La Federación Noruega de Futbol estudia emprender acciones legales dentro de los organismos deportivos internacionales contra la FIFA, luego de la controversia generada por la decisión que permitió al delantero estadounidense Folarin Balogun disputar los octavos de final de la Copa del Mundo 2026.
La presidenta del organismo, Lise Klaveness, informó que el próximo 6 de agosto la directiva evaluará la presentación de una denuncia formal ante la Comisión de Ética de la FIFA, al considerar que el caso representa una posible vulneración a la imparcialidad de la institución.

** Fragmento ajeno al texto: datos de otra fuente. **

//! Tracked entity state and its status transitions.

use super::change::{EntityChange, EntityChangeKind};
use crate::client::UpdateType;
use crate::types::{EntityId, EntityKey, EntityState, EntityStatus, PropertyMap};
use std::collections::BTreeMap;

/// Status an entity ends up in when `requested` is applied on top of `current`,
/// or `None` when the transition is not allowed.
pub(crate) fn resolve_transition(
    current: EntityStatus,
    requested: EntityStatus,
) -> Option<EntityStatus> {
    use EntityStatus::*;

    match (current, requested) {
        (Deleted, Deleted) => Some(Deleted),
        (Deleted, _) => None,
        (_, Deleted) => Some(Deleted),
        // Mutating a new entity folds into its pending create.
        (New, New) | (New, AttachedDirty) => Some(New),
        (New, AttachedUnchanged) => None,
        (AttachedUnchanged, AttachedUnchanged) => Some(AttachedUnchanged),
        (AttachedUnchanged, AttachedDirty) | (AttachedDirty, AttachedDirty) => Some(AttachedDirty),
        (AttachedDirty, AttachedUnchanged) => None,
        (AttachedUnchanged, New) | (AttachedDirty, New) => None,
    }
}

/// What the context should do with an entry after a commit acknowledgement
#[derive(Debug, Clone, PartialEq, Eq)]
pub(crate) enum AckOutcome {
    Keep,
    Remove,
}

#[derive(Debug, Clone)]
pub(crate) struct TrackedEntity {
    pub id: EntityId,
    pub status: EntityStatus,
    /// Last known property state
    pub properties: PropertyMap,
    /// Changed property -> revision of the change
    pub changed: BTreeMap<String, u64>,
    pub etag: Option<String>,
    /// Whether the service knows this entity
    pub persisted: bool,
    /// Key the service assigned to an entity created under a transient identity
    pub assigned_key: Option<EntityKey>,
    pub sequence: Option<u64>,
    pub revision: u64,
}

impl TrackedEntity {
    pub fn new(id: EntityId, state: EntityState, status: EntityStatus, revision: u64) -> Self {
        let changed = match status {
            EntityStatus::New | EntityStatus::AttachedDirty => state
                .properties
                .keys()
                .map(|name| (name.clone(), revision))
                .collect(),
            _ => BTreeMap::new(),
        };
        let persisted = match status {
            EntityStatus::New => false,
            EntityStatus::Deleted => !id.is_transient(),
            _ => true,
        };

        Self {
            id,
            status,
            properties: state.properties,
            changed,
            etag: state.etag,
            persisted,
            assigned_key: None,
            sequence: None,
            revision,
        }
    }

    /// Apply an observed state with a requested status.
    ///
    /// Returns the rejected `(current, requested)` pair on an invalid transition.
    pub fn apply(
        &mut self,
        state: EntityState,
        requested: EntityStatus,
        revision: u64,
    ) -> Result<(), (EntityStatus, EntityStatus)> {
        let next = resolve_transition(self.status, requested).ok_or((self.status, requested))?;

        match requested {
            EntityStatus::AttachedUnchanged => {
                self.properties = state.properties;
            }
            EntityStatus::AttachedDirty | EntityStatus::New => {
                let names: Vec<String> = state.properties.keys().cloned().collect();
                let mut any_changed = false;
                for (name, value) in state.properties {
                    any_changed |= self.merge_property(name, value, revision);
                }
                // An explicit dirty mark with identical values resends them all.
                if !any_changed && requested == EntityStatus::AttachedDirty && self.changed.is_empty() {
                    for name in names {
                        self.changed.insert(name, revision);
                    }
                }
            }
            EntityStatus::Deleted => {}
        }
        if state.etag.is_some() {
            self.etag = state.etag;
        }
        self.status = next;
        self.revision = revision;
        Ok(())
    }

    /// Record a single property mutation.
    pub fn set_property(
        &mut self,
        name: String,
        value: serde_json::Value,
        revision: u64,
    ) -> Result<(), (EntityStatus, EntityStatus)> {
        let next = resolve_transition(self.status, EntityStatus::AttachedDirty)
            .ok_or((self.status, EntityStatus::AttachedDirty))?;

        if self.merge_property(name, value, revision) {
            self.status = next;
            self.revision = revision;
        }
        Ok(())
    }

    /// Last-write-wins per property; returns whether the value changed.
    fn merge_property(&mut self, name: String, value: serde_json::Value, revision: u64) -> bool {
        if self.properties.get(&name) == Some(&value) {
            return false;
        }
        self.changed.insert(name.clone(), revision);
        self.properties.insert(name, value);
        true
    }

    /// Identity the service addresses this entity by.
    pub fn service_id(&self) -> EntityId {
        match (&self.id, &self.assigned_key) {
            (EntityId::Transient { entity_set, .. }, Some(key)) => {
                EntityId::keyed(entity_set.clone(), key.clone())
            }
            _ => self.id.clone(),
        }
    }

    pub fn to_change(&self, update_type: UpdateType) -> Option<EntityChange> {
        let sequence = self.sequence?;
        let (kind, properties) = match self.status {
            EntityStatus::AttachedUnchanged => return None,
            EntityStatus::New => (EntityChangeKind::Create, self.properties.clone()),
            EntityStatus::AttachedDirty if update_type == UpdateType::Replace => {
                (EntityChangeKind::Update, self.properties.clone())
            }
            EntityStatus::AttachedDirty => {
                let changed = self
                    .changed
                    .keys()
                    .filter_map(|name| {
                        self.properties
                            .get(name)
                            .map(|value| (name.clone(), value.clone()))
                    })
                    .collect();
                (EntityChangeKind::Update, changed)
            }
            // Never reached the service: nothing to delete remotely.
            EntityStatus::Deleted if !self.persisted => return None,
            EntityStatus::Deleted => (EntityChangeKind::Delete, PropertyMap::new()),
        };

        Some(EntityChange {
            id: self.service_id(),
            kind,
            properties,
            etag: self.etag.clone(),
            sequence,
            revision: self.revision,
        })
    }

    /// Fold a successful commit of `change` into the tracked state.
    ///
    /// Only the part of the state the change was taken from is cleared; anything
    /// recorded after it stays pending.
    pub fn acknowledge(&mut self, change: &EntityChange, echo: Option<&EntityState>) -> AckOutcome {
        if change.kind == EntityChangeKind::Delete {
            return AckOutcome::Remove;
        }

        self.persisted = true;
        self.changed.retain(|_, revision| *revision > change.revision);

        if let Some(echo) = echo {
            for (name, value) in &echo.properties {
                if !self.changed.contains_key(name) {
                    self.properties.insert(name.clone(), value.clone());
                }
            }
            if echo.etag.is_some() {
                self.etag = echo.etag.clone();
            }
        }

        match self.status {
            EntityStatus::Deleted => {}
            _ if self.changed.is_empty() => {
                self.status = EntityStatus::AttachedUnchanged;
                self.sequence = None;
            }
            _ => self.status = EntityStatus::AttachedDirty,
        }
        AckOutcome::Keep
    }

    /// Unconditionally mark the entity as in sync with the service.
    pub fn reset_clean(&mut self) -> AckOutcome {
        if self.status == EntityStatus::Deleted {
            return AckOutcome::Remove;
        }
        self.status = EntityStatus::AttachedUnchanged;
        self.changed.clear();
        self.persisted = true;
        self.sequence = None;
        AckOutcome::Keep
    }

    pub fn snapshot(&self) -> EntityState {
        EntityState {
            id: self.id.clone(),
            properties: self.properties.clone(),
            etag: self.etag.clone(),
        }
    }
}
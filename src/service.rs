//! Service entry point.
//!
//! One [`Service`] per logical connection: it owns the unit-of-work
//! [`Context`], the cache of materialized entity containers and the lazily built
//! persistence manager, and hands out the shared protocol client.

use crate::client::{ProtocolClient, UpdateType};
use crate::config::ServiceConfig;
use crate::container::EntityContainer;
use crate::context::Context;
use crate::error::ProxyError;
use crate::metadata::{ComplexTypeShape, EnumTypeShape, MetadataResolver, TermShape};
use crate::persistence::{
    FlushReport, NonTransactionalPersistenceManager, PersistenceManager,
    TransactionalPersistenceManager,
};
use crate::types::{ContainerInterface, ContainerType};
use dashmap::mapref::entry::Entry;
use dashmap::DashMap;
use once_cell::sync::OnceCell;
use std::sync::Arc;
use tracing::{debug, info};

/// State shared between a service and every container it materialized
pub(crate) struct ServiceCore {
    pub client: Arc<dyn ProtocolClient>,
    pub metadata: Arc<dyn MetadataResolver>,
    pub context: Arc<Context>,
}

/// Process-wide root of the proxy layer
pub struct Service {
    core: Arc<ServiceCore>,
    transactional: bool,
    service_root: Option<String>,
    containers: DashMap<ContainerInterface, Arc<EntityContainer>>,
    persistence_manager: OnceCell<Arc<dyn PersistenceManager>>,
}

impl Service {
    pub fn new(
        client: Arc<dyn ProtocolClient>,
        metadata: Arc<dyn MetadataResolver>,
        transactional: bool,
    ) -> Self {
        Self::build(client, metadata, transactional, UpdateType::default())
    }

    fn build(
        client: Arc<dyn ProtocolClient>,
        metadata: Arc<dyn MetadataResolver>,
        transactional: bool,
        update_type: UpdateType,
    ) -> Self {
        Self {
            core: Arc::new(ServiceCore {
                client,
                metadata,
                context: Arc::new(Context::with_update_type(update_type)),
            }),
            transactional,
            service_root: None,
            containers: DashMap::new(),
            persistence_manager: OnceCell::new(),
        }
    }

    /// Build a service with the commit strategy the configuration selects.
    pub fn from_config(
        config: &ServiceConfig,
        client: Arc<dyn ProtocolClient>,
        metadata: Arc<dyn MetadataResolver>,
    ) -> Self {
        let mut service = Self::build(client, metadata, config.transactional, config.update_type);
        service.service_root = config.service_root.clone();
        info!(
            service_root = config.service_root.as_deref().unwrap_or("<unset>"),
            transactional = config.transactional,
            update_type = config.update_type.method(),
            "Service created"
        );
        service
    }

    /// Cached container for `interface`, materialized on first request.
    ///
    /// Concurrent first requests for the same interface construct exactly one
    /// container; the shard entry lock is held until it is stored.
    pub fn entity_container(
        &self,
        interface: &ContainerInterface,
    ) -> Result<Arc<EntityContainer>, ProxyError> {
        if let Some(container) = self.containers.get(interface) {
            return Ok(Arc::clone(container.value()));
        }

        match self.containers.entry(interface.clone()) {
            Entry::Occupied(occupied) => Ok(Arc::clone(occupied.get())),
            Entry::Vacant(vacant) => {
                let shape = self
                    .core
                    .metadata
                    .container(interface)
                    .ok_or_else(|| ProxyError::InvalidContainerShape(interface.to_string()))?;
                let container = Arc::new(EntityContainer::new(shape, Arc::clone(&self.core))?);
                debug!(container = %interface, "Materialized entity container");
                vacant.insert(Arc::clone(&container));
                Ok(container)
            }
        }
    }

    /// Typed form of [`Service::entity_container`] for generated marker types.
    pub fn container<T: ContainerType>(&self) -> Result<Arc<EntityContainer>, ProxyError> {
        self.entity_container(&ContainerInterface::of::<T>())
    }

    /// The persistence manager, built on first use.
    pub fn persistence_manager(&self) -> Arc<dyn PersistenceManager> {
        let manager = self.persistence_manager.get_or_init(|| {
            debug!(transactional = self.transactional, "Building persistence manager");
            let context = Arc::clone(&self.core.context);
            let client = Arc::clone(&self.core.client);
            let manager: Arc<dyn PersistenceManager> = if self.transactional {
                Arc::new(TransactionalPersistenceManager::new(context, client))
            } else {
                Arc::new(NonTransactionalPersistenceManager::new(context, client))
            };
            manager
        });
        Arc::clone(manager)
    }

    pub fn context(&self) -> &Arc<Context> {
        &self.core.context
    }

    pub fn is_transactional(&self) -> bool {
        self.transactional
    }

    pub fn update_type(&self) -> UpdateType {
        self.core.context.update_type()
    }

    pub fn client(&self) -> &Arc<dyn ProtocolClient> {
        &self.core.client
    }

    pub fn service_root(&self) -> Option<&str> {
        self.service_root.as_deref()
    }

    /// Number of containers materialized so far
    pub fn container_count(&self) -> usize {
        self.containers.len()
    }

    pub fn complex_type(&self, name: &str) -> Result<ComplexTypeShape, ProxyError> {
        self.core
            .metadata
            .complex_type(name)
            .ok_or_else(|| ProxyError::UnknownTypeName(name.to_string()))
    }

    pub fn enum_type(&self, name: &str) -> Result<EnumTypeShape, ProxyError> {
        self.core
            .metadata
            .enum_type(name)
            .ok_or_else(|| ProxyError::UnknownTypeName(name.to_string()))
    }

    pub fn term(&self, name: &str) -> Result<TermShape, ProxyError> {
        self.core
            .metadata
            .term(name)
            .ok_or_else(|| ProxyError::UnknownTypeName(name.to_string()))
    }

    /// Commit pending changes through the persistence manager.
    pub async fn flush(&self) -> Result<FlushReport, ProxyError> {
        self.persistence_manager().flush().await
    }
}
//! Change records drained from the context by the persistence managers.

use crate::types::{EntityId, LinkKind, LinkTarget, PropertyMap};
use serde::{Deserialize, Serialize};
use std::fmt;

/// What an entity change asks the service to do
#[derive(Debug, Clone, Copy, PartialEq, Eq, Serialize, Deserialize)]
pub enum EntityChangeKind {
    Create,
    Update,
    Delete,
}

/// Pending change of one entity.
///
/// `properties` carries every known property for a create and only the changed
/// ones for an update.
#[derive(Debug, Clone, PartialEq, Serialize, Deserialize)]
pub struct EntityChange {
    pub id: EntityId,
    pub kind: EntityChangeKind,
    pub properties: PropertyMap,
    pub etag: Option<String>,
    /// Order in which the entity first became pending
    pub sequence: u64,
    /// Revision of the tracked state this record was taken from
    pub revision: u64,
}

/// Pending mutation of one navigation link.
#[derive(Debug, Clone, PartialEq, Serialize, Deserialize)]
pub struct LinkChange {
    pub source: EntityId,
    pub navigation: String,
    pub target: LinkTarget,
    pub kind: LinkKind,
    pub sequence: u64,
    pub revision: u64,
}

/// One unit of pending work.
#[derive(Debug, Clone, PartialEq, Serialize, Deserialize)]
pub enum ChangeRecord {
    Entity(EntityChange),
    Link(LinkChange),
}

impl ChangeRecord {
    pub fn sequence(&self) -> u64 {
        match self {
            ChangeRecord::Entity(change) => change.sequence,
            ChangeRecord::Link(change) => change.sequence,
        }
    }

    pub fn revision(&self) -> u64 {
        match self {
            ChangeRecord::Entity(change) => change.revision,
            ChangeRecord::Link(change) => change.revision,
        }
    }

    /// Entity this change is about (the source, for link changes).
    pub fn entity_id(&self) -> &EntityId {
        match self {
            ChangeRecord::Entity(change) => &change.id,
            ChangeRecord::Link(change) => &change.source,
        }
    }

    pub fn as_entity(&self) -> Option<&EntityChange> {
        match self {
            ChangeRecord::Entity(change) => Some(change),
            ChangeRecord::Link(_) => None,
        }
    }

    pub fn as_link(&self) -> Option<&LinkChange> {
        match self {
            ChangeRecord::Link(change) => Some(change),
            ChangeRecord::Entity(_) => None,
        }
    }
}

impl fmt::Display for ChangeRecord {
    fn fmt(&self, f: &mut fmt::Formatter<'_>) -> fmt::Result {
        match self {
            ChangeRecord::Entity(change) => {
                let verb = match change.kind {
                    EntityChangeKind::Create => "create",
                    EntityChangeKind::Update => "update",
                    EntityChangeKind::Delete => "delete",
                };
                write!(f, "{} {}", verb, change.id)
            }
            ChangeRecord::Link(change) => write!(
                f,
                "{} link {}/{} -> {}",
                change.kind, change.source, change.navigation, change.target
            ),
        }
    }
}
pub mod global_file;
pub mod workspace_file;
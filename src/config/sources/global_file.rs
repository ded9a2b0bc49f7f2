//! Global config file source: $XDG_CONFIG_HOME/entity-proxy/config.toml or ~/.config/entity-proxy/config.toml

use config::builder::DefaultState;
use config::{ConfigBuilder, ConfigError, File};
use directories::BaseDirs;
use std::path::PathBuf;
use tracing::debug;

/// Path to global config file.
pub fn global_config_path() -> Option<PathBuf> {
    BaseDirs::new().map(|dirs| dirs.config_dir().join("entity-proxy").join("config.toml"))
}

/// Add global config file source to builder if it exists.
pub fn add_to_builder(
    builder: ConfigBuilder<DefaultState>,
) -> Result<ConfigBuilder<DefaultState>, ConfigError> {
    match global_config_path() {
        Some(path) if path.exists() => Ok(builder.add_source(File::from(path).required(false))),
        Some(path) => {
            debug!(config_path = %path.display(), "No global configuration file");
            Ok(builder)
        }
        None => Ok(builder),
    }
}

De acuerdo con los señalamientos, la polémica surgió tras una conversación telefónica en la que el presidente de Estados Unidos, Donald Trump, habría solicitado al titular de la FIFA, Gianni Infantino, aplazar el cumplimiento de la suspensión de Balogun. El atacante había sido expulsado con tarjeta roja directa durante la fase de grupos por una fuerte entrada en el encuentro frente a Bosnia y Herzegovina.
Según las acusaciones, la sanción fue diferida después de que Trump calificara públicamente la expulsión como «injusta», una decisión que, de confirmarse, marcaría un hecho sin precedentes en la historia reciente de los torneos organizados por la FIFA.
Pese a la controversia y a que Balogun pudo participar en el duelo de octavos de final, la selección de Estados Unidos fue eliminada por Bélgica con marcador de 4-1.
En declaraciones al diario británico The Times, Klaveness criticó la actuación del máximo organismo del futbol mundial y aseguró que la resolución estuvo influenciada por factores externos, además de que no se respetó el procedimiento habitual para este tipo de sanciones. La dirigente también pidió que la FIFA reconozca públicamente cualquier error cometido.
La relación entre Noruega y la FIFA ya había mostrado fricciones anteriormente. El futbol noruego respaldó una denuncia presentada por la organización FairSquare, en la que se cuestionó a Gianni Infantino por presuntamente incumplir el principio de neutralidad política al entregar un reconocimiento al mandatario estadounidense durante el sorteo del Mundial.
Mientras continúan las reacciones internacionales, la Federación Noruega sostiene que es necesario garantizar que las decisiones deportivas permanezcan libres de cualquier influencia política y preservar la credibilidad de las competencias organizadas por la FIFA.